*Activity*: All lines before the one containing "fn from(err: DirectoryError)", plus that line itself, are to be printed exactly as they appear below.

::: Input records :::

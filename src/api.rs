//! Admin HTTP API over the directory.

use crate::error::{DirectoryError, ErrorCode};
use crate::health;
use crate::metrics::METRICS;
use crate::model::{
    Employee, EmployeeId, EmployeeUpdate, Extension, ExtensionId, ExtensionInput,
    ExtensionListing, NewEmployee,
};
use crate::report::REPORT_CONTENT_TYPE;
use crate::state::AppState;
use axum::{
    Json, Router,
    extract::{Path, State},
    http::{StatusCode, header},
    response::{IntoResponse, Response},
    routing::get,
};
use chrono::Utc;
use serde::Serialize;
use std::sync::Arc;

pub fn router(state: Arc<AppState>) -> Router {
    Router::new()
        .route("/employees", get(list_employees).post(create_employee))
        .route(
            "/employees/{id}",
            get(get_employee).put(update_employee).delete(delete_employee),
        )
        .route("/extensions", get(list_extensions).post(create_extension))
        .route(
            "/extensions/{id}",
            get(get_extension)
                .put(update_extension)
                .delete(delete_extension),
        )
        .route("/report", get(download_report))
        .route("/health", get(health::liveness_handler))
        .route("/ready", get(health::readiness_handler))
        .route("/metrics", get(metrics_handler))
        .with_state(state)
}

#[derive(Debug, Serialize)]
struct ErrorBody {
    error: ErrorDetail,
}

#[derive(Debug, Serialize)]
struct ErrorDetail {
    code: ErrorCode,
    category: &'static str,
    message: String,
}

pub struct ApiError(DirectoryError);

impl From<DirectoryError> for ApiError {
    fn from(err: DirectoryError) -> Self {
        Self(err)
    }
}

impl IntoResponse for ApiError {
    fn into_response(self) -> Response {
        let code = self.0.code();
        let status = match code {
            ErrorCode::ValidationFailed => StatusCode::BAD_REQUEST,
            ErrorCode::EmployeeNotFound | ErrorCode::ExtensionNotFound => StatusCode::NOT_FOUND,
            ErrorCode::Conflict => StatusCode::CONFLICT,
            ErrorCode::NotificationFailed => StatusCode::BAD_GATEWAY,
            ErrorCode::ReportFailed => StatusCode::INTERNAL_SERVER_ERROR,
        };
        let body = ErrorBody {
            error: ErrorDetail {
                code,
                category: code.category(),
                message: self.0.to_string(),
            },
        };
        (status, Json(body)).into_response()
    }
}

type ApiResult<T> = Result<T, ApiError>;

async fn list_employees(State(state): State<Arc<AppState>>) -> Json<Vec<Employee>> {
    Json(state.directory().employees())
}

async fn create_employee(
    State(state): State<Arc<AppState>>,
    Json(input): Json<NewEmployee>,
) -> ApiResult<(StatusCode, Json<Employee>)> {
    let employee = state.directory().create_employee(input)?;
    Ok((StatusCode::CREATED, Json(employee)))
}

async fn get_employee(
    State(state): State<Arc<AppState>>,
    Path(id): Path<u64>,
) -> ApiResult<Json<Employee>> {
    Ok(Json(state.directory().employee(EmployeeId(id))?))
}

async fn update_employee(
    State(state): State<Arc<AppState>>,
    Path(id): Path<u64>,
    Json(update): Json<EmployeeUpdate>,
) -> ApiResult<Json<Employee>> {
    Ok(Json(state.directory().update_employee(EmployeeId(id), update)?))
}

async fn delete_employee(
    State(state): State<Arc<AppState>>,
    Path(id): Path<u64>,
) -> ApiResult<StatusCode> {
    state.directory().delete_employee(EmployeeId(id))?;
    Ok(StatusCode::NO_CONTENT)
}

async fn list_extensions(State(state): State<Arc<AppState>>) -> Json<Vec<ExtensionListing>> {
    Json(state.directory().extensions())
}

async fn create_extension(
    State(state): State<Arc<AppState>>,
    Json(input): Json<ExtensionInput>,
) -> ApiResult<(StatusCode, Json<Extension>)> {
    let extension = state.directory().create_extension(input).await?;
    Ok((StatusCode::CREATED, Json(extension)))
}

async fn get_extension(
    State(state): State<Arc<AppState>>,
    Path(id): Path<u64>,
) -> ApiResult<Json<Extension>> {
    Ok(Json(state.directory().extension(ExtensionId(id))?))
}

async fn update_extension(
    State(state): State<Arc<AppState>>,
    Path(id): Path<u64>,
    Json(input): Json<ExtensionInput>,
) -> ApiResult<Json<Extension>> {
    Ok(Json(
        state
            .directory()
            .update_extension(ExtensionId(id), input)
            .await?,
    ))
}

async fn delete_extension(
    State(state): State<Arc<AppState>>,
    Path(id): Path<u64>,
) -> ApiResult<StatusCode> {
    state.directory().delete_extension(ExtensionId(id))?;
    Ok(StatusCode::NO_CONTENT)
}

async fn download_report(State(state): State<Arc<AppState>>) -> ApiResult<Response> {
    let document = state
        .directory()
        .render_report(Utc::now().date_naive())?;
    let disposition = format!("attachment; filename=\"{}\"", document.filename());
    Ok((
        [
            (header::CONTENT_TYPE, REPORT_CONTENT_TYPE.to_string()),
            (header::CONTENT_DISPOSITION, disposition),
        ],
        document.into_bytes(),
    )
        .into_response())
}

async fn metrics_handler() -> (StatusCode, String) {
    (StatusCode::OK, METRICS.encode())
}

:::

*Solution to this problem*:
filename src/api.rs
//! Admin HTTP API over the directory.

use crate::error::{DirectoryError, ErrorCode};
use crate::health;
use crate::metrics::METRICS;
use crate::model::{
    Employee, EmployeeId, EmployeeUpdate, Extension, ExtensionId, ExtensionInput,
    ExtensionListing, NewEmployee,
};
use crate::report::REPORT_CONTENT_TYPE;
use crate::state::AppState;
use axum::{
    Json, Router,
    extract::{Path, State},
    http::{StatusCode, header},
    response::{IntoResponse, Response},
    routing::get,
};
use chrono::Utc;
use serde::Serialize;
use std::sync::Arc;

pub fn router(state: Arc<AppState>) -> Router {
    Router::new()
        .route("/employees", get(list_employees).post(create_employee))
        .route(
            "/employees/{id}",
            get(get_employee).put(update_employee).delete(delete_employee),
        )
        .route("/extensions", get(list_extensions).post(create_extension))
        .route(
            "/extensions/{id}",
            get(get_extension)
                .put(update_extension)
                .delete(delete_extension),
        )
        .route("/report", get(download_report))
        .route("/health", get(health::liveness_handler))
        .route("/ready", get(health::readiness_handler))
        .route("/metrics", get(metrics_handler))
        .with_state(state)
}

#[derive(Debug, Serialize)]
struct ErrorBody {
    error: ErrorDetail,
}

#[derive(Debug, Serialize)]
struct ErrorDetail {
    code: ErrorCode,
    category: &'static str,
    message: String,
}

pub struct ApiError(DirectoryError);

impl From<DirectoryError> for ApiError {
    fn from(err: DirectoryError) -> Self {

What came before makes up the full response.